I dream about the unerring self-assurance middle-age brings.
I dream about the future course of my life.
I dream about my death, and will I have resigned myself at it's moment? Will I be okay with my life to release it?
I dream about changing lives with writing. I dream about creating literature like Hemingway, Fitzgerald, Salinger.
I dream about a quiet, prosperous life.


If I had to describe how I felt right now, I'd say I felt: Okay with life.

6 comments:

  1. Whaaaat you've never had a sleepover???

    Will you post the lyrics to the songs you wrote? You don't have to if you don't want to, but I'd be interested to read them. Do you have like, a tune to them and stuff too? What instruments do you play? I remember you said you play drums, I think?

    I don't mean to sound like your mother or anything, but it's probably not good to hang around people who get drunk and high a lot.
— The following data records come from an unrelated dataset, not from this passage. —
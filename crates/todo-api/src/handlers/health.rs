//! Health check handler.

use axum::Json;

use crate::dto::response::HealthResponse;

/// GET /api/health
pub async fn health() -> Json<HealthResponse> {
    Json(HealthResponse {
        status: "ok".to_string(),
        version: env!("CARGO_PKG_VERSION").to_string(),
    })
}
//! Application configuration schemas.
//!
//! All configuration structs are deserialized via the `config` crate from
//! TOML files and `TODO__`-prefixed environment variables. Each sub-module
//! represents a logical configuration section.

pub mod app;
pub mod attachments;
pub mod auth;
pub mod database;
pub mod logging;

use serde::{Deserialize, Serialize};

pub use self::app::{CorsConfig, ServerConfig};
pub use self::attachments::AttachmentConfig;
pub use self::auth::AuthConfig;
pub use self::database::DatabaseConfig;
pub use self::logging::LoggingConfig;

use crate::error::AppError;

/// Root application configuration.
///
/// Loaded once at process start and shared read-only afterwards.
#[derive(Debug, Clone, Serialize, Deserialize)]
pub struct AppConfig {
    /// HTTP server settings.
    #[serde(default)]
    pub server: ServerConfig,
    /// Database connection settings.
    pub database: DatabaseConfig,
    /// Todo table settings.
    #[serde(default)]
    pub todos: TodosConfig,
    /// Attachment bucket settings.
    pub attachments: AttachmentConfig,
    /// Token verification settings.
    pub auth: AuthConfig,
    /// Logging settings.
    #[serde(default)]
    pub logging: LoggingConfig,
    /// Run against local stand-ins for the database and object store.
    #[serde(default)]
    pub offline: bool,
}

/// Todo table configuration.
#[derive(Debug, Clone, Serialize, Deserialize)]
pub struct TodosConfig {
    /// Table holding todo items, keyed by `todo_id`.
    #[serde(default = "default_table")]
    pub table: String,
    /// Secondary index on `user_id`.
    #[serde(default = "default_user_index")]
    pub user_index: String,
    /// Reject update/delete/attach requests for items owned by another subject.
    #[serde(default)]
    pub enforce_ownership: bool,
}

impl Default for TodosConfig {
    fn default() -> Self {
        Self {
            table: default_table(),
            user_index: default_user_index(),
            enforce_ownership: false,
        }
    }
}

impl AppConfig {
    /// Load configuration from TOML files.
    ///
    /// Merges the default configuration with an environment-specific overlay
    /// and environment variables prefixed with `TODO`.
    pub fn load(env: &str) -> Result<Self, AppError> {
        let builder = config::Config::builder()
            .add_source(config::File::with_name("config/default").required(false))
            .add_source(config::File::with_name(&format!("config/{env}")).required(false))
            .add_source(
                config::Environment::with_prefix("TODO")
                    .separator("__")
                    .try_parsing(true),
            );

        Self::build(builder)
    }

    /// Load configuration from an in-memory TOML document.
    pub fn from_toml(source: &str) -> Result<Self, AppError> {
        let builder = config::Config::builder()
            .add_source(config::File::from_str(source, config::FileFormat::Toml));

        Self::build(builder)
    }

    fn build(
        builder: config::ConfigBuilder<config::builder::DefaultState>,
    ) -> Result<Self, AppError> {
        let config = builder
            .build()
            .map_err(|e| AppError::configuration(format!("Failed to build config: {e}")))?;

        let config: Self = config
            .try_deserialize()
            .map_err(|e| AppError::configuration(format!("Failed to deserialize config: {e}")))?;

        config.validate()?;
        Ok(config)
    }

    /// Check values that serde defaults cannot guard.
    pub fn validate(&self) -> Result<(), AppError> {
        if !is_sql_identifier(&self.todos.table) {
            return Err(AppError::configuration(format!(
                "todos.table is not a valid identifier: {:?}",
                self.todos.table
            )));
        }
        if !is_sql_identifier(&self.todos.user_index) {
            return Err(AppError::configuration(format!(
                "todos.user_index is not a valid identifier: {:?}",
                self.todos.user_index
            )));
        }
        if self.attachments.bucket.trim().is_empty() {
            return Err(AppError::configuration("attachments.bucket must be set"));
        }
        if self.attachments.signed_url_expiration_seconds == 0 {
            return Err(AppError::configuration(
                "attachments.signed_url_expiration_seconds must be positive",
            ));
        }
        if self.auth.jwks_url.trim().is_empty() {
            return Err(AppError::configuration("auth.jwks_url must be set"));
        }
        Ok(())
    }

    /// The database URL to connect to, honouring offline mode.
    pub fn database_url(&self) -> &str {
        if self.offline {
            &self.database.offline_url
        } else {
            &self.database.url
        }
    }
}

/// Table and index names are spliced into SQL, so only plain identifiers pass.
fn is_sql_identifier(name: &str) -> bool {
    let mut chars = name.chars();
    match chars.next() {
        Some(c) if c.is_ascii_alphabetic() || c == '_' => {}
        _ => return false,
    }
    chars.all(|c| c.is_ascii_alphanumeric() || c == '_')
}

fn default_table() -> String {
    "todos".to_string()
}

fn default_user_index() -> String {
    "todos_user_id_idx".to_string()
}
//! # todo-core
//!
//! Core crate for the todo backend. Contains configuration schemas,
//! the attachment storage trait, and the unified error system.
//!
//! This crate has **no** internal dependencies on other todo crates.

pub mod config;
pub mod error;
pub mod result;
pub mod traits;

pub use error::AppError;
pub use result::AppResult;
    The colleges around here start in a couple weeks, and the high schools start this week. I don't know what you should do to fill the time.

    Marriage does seem like a lot of work. I texted with Tiffany (who just got married) and it doesn't seem like it's going that well...You'd think the first few months at least would be really good, or something.

    I suppose it's good to settle down eventually. But I think people like myself (and maybe you too) need to learn to enjoy our youth more. Like, we have no spouse, no kids, no house, nothing holding us down. So why are we so bored most of the time? We can do whatever we want! I need to work on having more fun.

    Ew literature.

    ReplyDelete
    Replies
    1. Nope.

      I don't have any music for them. Sorry, but I don't want to post them here because I'm afraid someone might see them and connect them to me. I know, I'm paranoid.

      I played saxophone for 5 years as a kid. I played drums in a band with the same friend for about two years. It was only a snare drum, a tom-tom, and a hi-hat, though.

      Yeah, probably not. I'm not too invested in them as friends.

      Your friend's situation is very sad if it's not going too well. I wonder what happens to make a marriage go badly.

      Yeah, that's part of the reason why I'm not ready to marry anytime soon.

      Delete
  2. It seems like you had a dream about the American dream.


    (And thank you so much for your comment, honestly thank you so much)

    ReplyDelete
    Replies
    1. Maybe it is. I kind of hope not.

      You're welcome!

      Delete
  3. Want to give me your number so we can continue our friendship?
    I assume you text...

    ReplyDelete
    Replies
    1. Check your email! I commented on your page.